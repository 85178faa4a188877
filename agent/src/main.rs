//! Pulse child - heartbeat sender for process-watchdog testing
//!
//! Reads its instance parameters from an INI file, then reports liveness to
//! the supervisor on `localhost:<udp_port>` until its role says otherwise:
//! - `crash`: exits with status 0 once the observation ceiling is reached
//! - `noheartbeat` / `noping`: goes silent for a bounded window, then resumes
//! - anything else: keeps beating

use anyhow::{Context, Result};
use clap::Parser;
use std::future::Future;
use std::path::PathBuf;
use std::time::Duration;
use tracing::{info, warn};
use tracing_subscriber::{EnvFilter, FmtSubscriber};

use pulse_core::{parse_index, parse_role, HeartbeatSimulator, InstanceConfig, InstanceLayout, IniConfig, Palette};
use pulse_env::{EnvError, TokioContext, UdpSink};

/// Pause between attempts to open the heartbeat socket.
const CONNECT_RETRY: Duration = Duration::from_secs(1);

#[derive(Parser, Debug)]
#[command(name = "pulse-child")]
#[command(about = "Send heartbeats to a process watchdog, then misbehave on cue", long_about = None)]
struct Args {
    /// 1-based instance index (defaults to 1)
    #[arg(allow_hyphen_values = true)]
    index: Option<String>,

    /// Failure role: crash, noheartbeat, noping
    role: Option<String>,

    /// INI file holding the [processWatchdog] settings
    #[arg(short, long, default_value = "config.ini")]
    config: PathBuf,

    /// Instance layout (auto, flat, sections)
    #[arg(long, default_value = "auto")]
    layout: InstanceLayout,

    /// Disable per-instance console colors
    #[arg(long)]
    no_color: bool,

    /// Verbose output
    #[arg(short, long)]
    verbose: bool,
}

#[tokio::main(flavor = "current_thread")]
async fn main() -> Result<()> {
    let args = Args::parse();

    let filter = EnvFilter::try_from_default_env()
        .unwrap_or_else(|_| EnvFilter::new(if args.verbose { "debug" } else { "info" }));
    let subscriber = FmtSubscriber::builder()
        .with_env_filter(filter)
        .with_ansi(!args.no_color)
        .finish();
    tracing::subscriber::set_global_default(subscriber)
        .expect("Failed to set tracing subscriber");

    let program = std::env::args().next().unwrap_or_else(|| "pulse-child".into());
    info!("{}: Application started", program);

    let (index, index_err) = parse_index(args.index.as_deref());
    if let Some(e) = index_err {
        warn!("{}", e);
    }
    info!("Index set to {}", index);

    let (role, role_err) = parse_role(args.role.as_deref());
    if let Some(e) = role_err {
        warn!("{}", e);
    }
    info!("Role set to {}", role);

    // Config errors abort before any socket or timer exists
    let store = IniConfig::load(&args.config)
        .with_context(|| format!("loading {}", args.config.display()))?;
    let resolved = InstanceConfig::resolve(&store, index, args.layout)
        .with_context(|| format!("resolving instance {} from {}", index, args.config.display()))?;
    for warning in &resolved.warnings {
        warn!("{}", warning);
    }
    let config = resolved.config;

    info!("UDP_PORT set to {}", config.udp_port);
    info!("Heartbeat delay set to {}", config.heartbeat_delay);
    info!("Heartbeat interval set to {}", config.heartbeat_interval);
    info!("Process name set to {} ({} layout)", config.name, resolved.layout);

    let palette = if args.no_color {
        Palette::plain()
    } else {
        Palette::for_index(index)
    };

    let port = config.udp_port;
    let sink = connect_with_retry(|| UdpSink::connect_localhost(port), CONNECT_RETRY).await;

    let mut simulator =
        HeartbeatSimulator::new(TokioContext::shared(), sink, config, role).with_palette(palette);
    let exit = simulator.run().await;

    // Release the socket before leaving
    drop(simulator);
    std::process::exit(exit.code());
}

/// Keeps trying to open the sink; only configuration errors end startup.
async fn connect_with_retry<T, F, Fut>(mut connect: F, pause: Duration) -> T
where
    F: FnMut() -> Fut,
    Fut: Future<Output = Result<T, EnvError>>,
{
    let mut attempt: u64 = 1;
    loop {
        match connect().await {
            Ok(sink) => return sink,
            Err(e) => {
                warn!("Heartbeat socket unavailable (attempt {}): {}", attempt, e);
                attempt += 1;
                tokio::time::sleep(pause).await;
            }
        }
    }
}

#[cfg(test)]
mod tests {
    use super::*;

    #[test]
    fn test_positional_arguments() {
        let args = Args::try_parse_from(["pulse-child", "3", "noping"]).unwrap();
        assert_eq!(args.index.as_deref(), Some("3"));
        assert_eq!(args.role.as_deref(), Some("noping"));
        assert_eq!(args.config, PathBuf::from("config.ini"));
        assert_eq!(args.layout, InstanceLayout::Auto);
    }

    #[test]
    fn test_no_arguments_uses_defaults() {
        let args = Args::try_parse_from(["pulse-child"]).unwrap();
        assert_eq!(parse_index(args.index.as_deref()), (1, None));
        assert_eq!(parse_role(args.role.as_deref()).0, pulse_core::Role::Crash);
    }

    #[test]
    fn test_negative_index_reaches_fallback() {
        let args = Args::try_parse_from(["pulse-child", "-2"]).unwrap();
        let (index, err) = parse_index(args.index.as_deref());
        assert_eq!(index, 1);
        assert!(err.is_some());
    }

    #[tokio::test]
    async fn test_connect_retries_until_socket_opens() {
        let attempts = std::cell::Cell::new(0u32);
        let opened = connect_with_retry(
            || {
                attempts.set(attempts.get() + 1);
                let attempt = attempts.get();
                async move {
                    if attempt < 3 {
                        Err(EnvError::resolve("localhost:9"))
                    } else {
                        Ok(attempt)
                    }
                }
            },
            Duration::from_millis(1),
        )
        .await;
        assert_eq!(opened, 3);
    }

    #[tokio::test]
    async fn test_connect_localhost_first_try() {
        let sink = connect_with_retry(|| UdpSink::connect_localhost(9), Duration::from_millis(1)).await;
        assert_eq!(sink.target().port(), 9);
        assert!(sink.target().ip().is_loopback());
    }

    #[test]
    fn test_layout_flag() {
        let args =
            Args::try_parse_from(["pulse-child", "--layout", "sections", "-c", "demo.ini", "2"]).unwrap();
        assert_eq!(args.layout, InstanceLayout::AppSections);
        assert_eq!(args.config, PathBuf::from("demo.ini"));
        assert!(Args::try_parse_from(["pulse-child", "--layout", "tree"]).is_err());
    }
}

TASK TO CARRY OUT » Where does the string "async" occur in the data above? Copy every line that holds it.

TASK ANSWER »
async fn main() -> Result<()> {
async fn connect_with_retry<T, F, Fut>(mut connect: F, pause: Duration) -> T
    async fn test_connect_retries_until_socket_opens() {
                async move {
    async fn test_connect_localhost_first_try() {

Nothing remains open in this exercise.